New Zealand track cyclist (born 2003)

Prudence Fowler (born 13 January 2003) is a New Zealand track cyclist. She was a bronze medallist at the 2025 UCI Track Cycling World Championships in the women's scratch race.

==Early life==
Fowler was born on 13 January 2003, the youngest of three children, and grew up in Auckland. Her father Jose competed in Ironman Triathlon events. She was educated at the Diocesan School for Girls and competed in swimming, triathlon and rowing events whilst growing up, before focusing on cycling. When she was 12 years old, Fowler had a plate inserted into her leg, having had operations to remove a benign tumour from the bottom of her left leg, which had eroded her bone.

==Career==
By the age of 16, Fowler had won 24 New Zealand national titles across various age-group categories and cycling disciplines.

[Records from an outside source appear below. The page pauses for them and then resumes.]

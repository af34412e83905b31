//! Process-wide experiment record.

use serde::{Deserialize, Serialize};

/// Counters shared by every subject.
///
/// The shuffle permutation is deliberately global: the bag is a property
/// of the device, not of the subject, so two animals alternating at the
/// box walk the same permutation.
#[derive(Debug, Clone, Default, PartialEq, Eq, Serialize, Deserialize)]
#[serde(default)]
pub struct GlobalRecord {
    /// Rewards dispensed today, against the configured daily cap
    pub rewards_today: u32,
    /// Experiment day of month the daily count belongs to
    pub reward_day: u32,
    /// Persisted shuffle permutation, as indices into the trial list
    pub shuffle_order: Vec<usize>,
}

impl GlobalRecord {
    /// Prepare a loaded record for a new session.
    pub fn begin_session(&mut self) {
        self.rewards_today = 0;
    }

    /// Serialized value of a schema-declared field.
    #[must_use]
    pub fn field_value(&self, name: &str) -> Option<String> {
        let value = match name {
            "rewards_today" => self.rewards_today.to_string(),
            "reward_day" => self.reward_day.to_string(),
            "shuffle_order" => format!("{:?}", self.shuffle_order),
            _ => return None,
        };
        Some(value)
    }
}
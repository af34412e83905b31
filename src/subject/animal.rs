//! Per-subject experiment record.

use serde::{Deserialize, Serialize};

use super::window::SlidingWindow;
use crate::Side;

/// Experiment state for one subject, keyed by its tag id.
///
/// Created on first detection of a new tag, persisted across restarts,
/// and mutated only by the trial engine. Fields flagged `session_reset`
/// in [`super::schema::ANIMAL_FIELDS`] are zeroed by
/// [`AnimalRecord::begin_session`].
#[derive(Debug, Clone, Default, PartialEq, Eq, Serialize, Deserialize)]
#[serde(default)]
pub struct AnimalRecord {
    /// Entry rewards collected
    pub entry_count: u32,
    /// Training rewards collected, pooled across both sides
    pub push_count_either: u32,
    /// Training rewards collected on the right
    pub push_count_right: u32,
    /// Training rewards collected on the left
    pub push_count_left: u32,
    /// Right pushes during training (feeds preference initialization)
    pub training_push_right: u32,
    /// Left pushes during training (feeds preference initialization)
    pub training_push_left: u32,
    /// Learned side preference, set lazily from the training counts
    pub preference: Option<Side>,
    /// Current test, 1-based; 0 means training mode
    pub current_test: usize,
    /// Current block within the test
    pub current_block: u32,
    /// Trials performed in the current block
    pub trial_count: usize,
    /// Trials succeeded in the current block
    pub trial_success_count: u32,
    /// Blocks failed in the current test
    pub failed_blocks: u32,
    /// Consecutive blocks succeeded in the current test
    pub block_success_count: u32,
    /// Trials failed in the current block
    pub failed_trials: u32,
    /// Failures on the current trial (drives the repeat budget)
    pub failed_current_trial: u32,
    /// Tests completed this session
    pub tests_this_session: u32,
    /// Recent trial outcomes, one slot per trial in the block
    pub sliding_window: SlidingWindow,
}

impl AnimalRecord {
    /// Prepare a loaded or freshly created record for a new session.
    ///
    /// Zeroes the session-scoped counters and reallocates the sliding
    /// window if the configured block length changed.
    pub fn begin_session(&mut self, trials_in_block: usize) {
        self.entry_count = 0;
        self.tests_this_session = 0;
        if self.sliding_window.len() != trials_in_block {
            self.sliding_window.reset(trials_in_block);
        }
    }

    /// Training pushes recorded for `side`.
    #[must_use]
    pub const fn training_pushes(&self, side: Side) -> u32 {
        match side {
            Side::Left => self.training_push_left,
            Side::Right => self.training_push_right,
        }
    }

    /// Training rewards collected on `side`.
    #[must_use]
    pub const fn side_rewards(&self, side: Side) -> u32 {
        match side {
            Side::Left => self.push_count_left,
            Side::Right => self.push_count_right,
        }
    }

    /// Serialized value of a schema-declared field, for summaries and the
    /// round-trip tests.
    #[must_use]
    pub fn field_value(&self, name: &str) -> Option<String> {
        let value = match name {
            "entry_count" => self.entry_count.to_string(),
            "push_count_either" => self.push_count_either.to_string(),
            "push_count_right" => self.push_count_right.to_string(),
            "push_count_left" => self.push_count_left.to_string(),
            "training_push_right" => self.training_push_right.to_string(),
            "training_push_left" => self.training_push_left.to_string(),
            "preference" => self.preference.map_or_else(|| "unset".to_string(), |s| s.to_string()),
            "current_test" => self.current_test.to_string(),
            "current_block" => self.current_block.to_string(),
            "trial_count" => self.trial_count.to_string(),
            "trial_success_count" => self.trial_success_count.to_string(),
            "failed_blocks" => self.failed_blocks.to_string(),
            "block_success_count" => self.block_success_count.to_string(),
            "failed_trials" => self.failed_trials.to_string(),
            "failed_current_trial" => self.failed_current_trial.to_string(),
            "tests_this_session" => self.tests_this_session.to_string(),
            "sliding_window" => format!("{}/{}", self.sliding_window.sum(), self.sliding_window.len()),
            _ => return None,
        };
        Some(value)
    }
}

#[cfg(test)]
mod tests {
    use super::super::schema::ANIMAL_FIELDS;
    use super::*;

    #[test]
    fn test_begin_session_resets_session_fields() {
        let mut record = AnimalRecord {
            entry_count: 2,
            tests_this_session: 1,
            push_count_either: 4,
            ..AnimalRecord::default()
        };
        record.begin_session(4);
        assert_eq!(record.entry_count, 0);
        assert_eq!(record.tests_this_session, 0);
        // Persistent counters survive.
        assert_eq!(record.push_count_either, 4);
        assert_eq!(record.sliding_window.len(), 4);
    }

    #[test]
    fn test_begin_session_keeps_matching_window() {
        let mut record = AnimalRecord::default();
        record.sliding_window.reset(4);
        record.sliding_window.mark(0, true);
        record.begin_session(4);
        assert_eq!(record.sliding_window.sum(), 1);
    }

    #[test]
    fn test_every_schema_field_is_readable() {
        let record = AnimalRecord::default();
        for spec in ANIMAL_FIELDS {
            assert!(record.field_value(spec.name).is_some(), "missing field {}", spec.name);
        }
    }
}
//! Button press arbitration.
//!
//! The button edge callback is the only code that runs outside the main
//! cooperative loop. It communicates through a single-slot signal: at
//! most one pending press, written with an atomic check-and-set and
//! consumed by the polling loop. The callback never blocks and never
//! takes a lock.
//!
//! An edge is dropped, not queued, when the arbiter is not listening,
//! when a feed cycle is running, or when the press lands inside the
//! cooldown right after one — a press against a still-turning dispenser
//! is the animal chasing the reward, not an answer.

use std::sync::atomic::{AtomicBool, AtomicU8, Ordering};
use std::sync::Arc;
use std::thread;
use std::time::{Duration, Instant};

use tracing::{debug, trace};

use super::FeedStatus;
use crate::config::TimingConfig;
use crate::Side;

const PENDING_NONE: u8 = 0;
const PENDING_LEFT: u8 = 1;
const PENDING_RIGHT: u8 = 2;

/// Edge confirmation tuning.
#[derive(Debug, Clone)]
pub struct DebounceConfig {
    /// Level re-checks confirming an edge is a press, not a release
    pub rechecks: u32,
    /// Interval between re-checks
    pub recheck_interval: Duration,
    /// Minimum interval after a feed during which edges are dropped
    pub min_feed_interval: Duration,
}

impl From<&TimingConfig> for DebounceConfig {
    fn from(timing: &TimingConfig) -> Self {
        Self {
            rechecks: timing.press_rechecks,
            recheck_interval: Duration::from_millis(timing.press_recheck_ms),
            min_feed_interval: Duration::from_millis(timing.min_feed_interval_ms),
        }
    }
}

/// Single-producer/single-consumer press signal.
///
/// The producer is the asynchronous edge callback ([`InputArbiter::on_edge`]);
/// the consumer is the main loop ([`InputArbiter::poll`]).
pub struct InputArbiter {
    listening: AtomicBool,
    pending: AtomicU8,
    feed: Arc<FeedStatus>,
    debounce: DebounceConfig,
}

impl InputArbiter {
    /// A disarmed arbiter observing the given feed status.
    #[must_use]
    pub fn new(feed: Arc<FeedStatus>, debounce: DebounceConfig) -> Self {
        Self {
            listening: AtomicBool::new(false),
            pending: AtomicU8::new(PENDING_NONE),
            feed,
            debounce,
        }
    }

    /// Clear any stale press and start listening for edges.
    pub fn arm(&self) {
        self.pending.store(PENDING_NONE, Ordering::Release);
        self.listening.store(true, Ordering::Release);
    }

    /// Stop listening for edges.
    pub fn disarm(&self) {
        self.listening.store(false, Ordering::Release);
    }

    /// Take the pending press, if one was latched.
    pub fn poll(&self) -> Option<Side> {
        match self.pending.swap(PENDING_NONE, Ordering::AcqRel) {
            PENDING_LEFT => Some(Side::Left),
            PENDING_RIGHT => Some(Side::Right),
            _ => None,
        }
    }

    /// Handle a falling edge on one button line (callback context).
    ///
    /// `level` re-reads the line and must return `true` while the button
    /// is still held; it is sampled `rechecks` times to reject transient
    /// glitches and release edges.
    ///
    /// Safe to call concurrently with the polling loop; the only shared
    /// writes are atomic.
    pub fn on_edge<F: Fn() -> bool>(&self, side: Side, level: F, now: Instant) {
        if !self.listening.load(Ordering::Acquire) {
            trace!(%side, "edge ignored: not listening");
            return;
        }
        if self.feed.is_feeding() {
            debug!(%side, "edge ignored: feed cycle in progress");
            return;
        }
        if let Some(elapsed) = self.feed.since_last_feed(now) {
            if elapsed < self.debounce.min_feed_interval {
                debug!(%side, ?elapsed, "edge ignored: too soon after feed");
                return;
            }
        }
        for _ in 0..self.debounce.rechecks {
            thread::sleep(self.debounce.recheck_interval);
            if !level() {
                debug!(%side, "edge rejected: level not held");
                return;
            }
        }
        // Latch the press and stop listening in one step so a racing
        // edge on the other line cannot latch a second press.
        if self
            .listening
            .compare_exchange(true, false, Ordering::AcqRel, Ordering::Acquire)
            .is_ok()
        {
            let value = match side {
                Side::Left => PENDING_LEFT,
                Side::Right => PENDING_RIGHT,
            };
            self.pending.store(value, Ordering::Release);
            debug!(%side, "press latched");
        }
    }
}
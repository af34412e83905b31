//! Per-subject and global experiment state.
//!
//! One [`AnimalRecord`] per tag id tracks a subject's progress through the
//! experiment; one [`GlobalRecord`] tracks process-wide counters (daily
//! reward budget, shared shuffle state). Both persist across restarts via
//! [`RecordStore`]; the [`schema`] module declares which fields reset at
//! the start of a new session.

pub mod schema;

mod animal;
mod global;
mod store;
mod window;

pub use animal::AnimalRecord;
pub use global::GlobalRecord;
pub use store::RecordStore;
pub use window::SlidingWindow;
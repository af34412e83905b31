//! Error types for puzzlebox
//!
//! Recoverable conditions (malformed tag frames, feeder contention) are
//! handled where they occur and never surface here. This enum covers the
//! fatal taxonomy: configuration defects, scanner handshake exhaustion,
//! and illegal answer resolution.

use std::path::PathBuf;

use thiserror::Error;

/// Result type alias
pub type Result<T> = std::result::Result<T, Error>;

/// Puzzlebox error types
#[derive(Error, Debug)]
pub enum Error {
    /// No configuration store was present; a template was generated.
    /// The process must stop so the operator can review it before restart.
    #[error("configuration file not found: {path}\nA template has been written there. Review it and restart.")]
    TemplateCreated {
        /// Path of the freshly written template
        path: PathBuf,
    },

    /// Configuration file could not be parsed as TOML
    #[error("configuration syntax error: {0}")]
    ConfigSyntax(#[from] toml::de::Error),

    /// Configuration parsed but is not usable
    #[error("configuration defect: {0}")]
    Config(String),

    /// A trial template could not be parsed (expected "ANSWER-CUE", e.g. "L-B")
    #[error("test '{test}': bad trial template '{template}'")]
    BadTrialTemplate {
        /// Test whose trial list contains the template
        test: String,
        /// The offending template string
        template: String,
    },

    /// Answer resolution produced a value outside {L, R, E, I}.
    /// This signals a configuration-authoring defect; the engine stops
    /// rather than guess.
    #[error("test '{test}': answer resolved outside the legal set (preference unset?)")]
    IllegalAnswer {
        /// Test whose trial produced the illegal resolution
        test: String,
    },

    /// The tag scanner never responded to the startup handshake
    #[error("tag scanner did not respond after {attempts} attempts")]
    ScannerHandshake {
        /// Wake/escape attempts made before giving up
        attempts: u32,
    },

    /// Record store could not be decoded
    #[error("record store error: {0}")]
    Store(#[from] serde_json::Error),

    /// IO error
    #[error("IO error: {0}")]
    Io(#[from] std::io::Error),
}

In 2018 and 2019, she won the New Zealand U17 time trial and road race titles at the Age Group Road National Championships. She also had success on the track, as she finished second in the U17 individual pursuit and won the U17 points race.

Fowler was part of the New Zealand team pursuit quartet that won the silver medal at the 2025 UCI Track Cycling Nations Cup. In October 2025, Fowler won a bronze medal at the 2025 UCI Track Cycling World Championships in Santiago, Chile, in the women's scratch race, behind Lorena Wiebes of the Netherlands and Denmark's Amalie Dideriksen.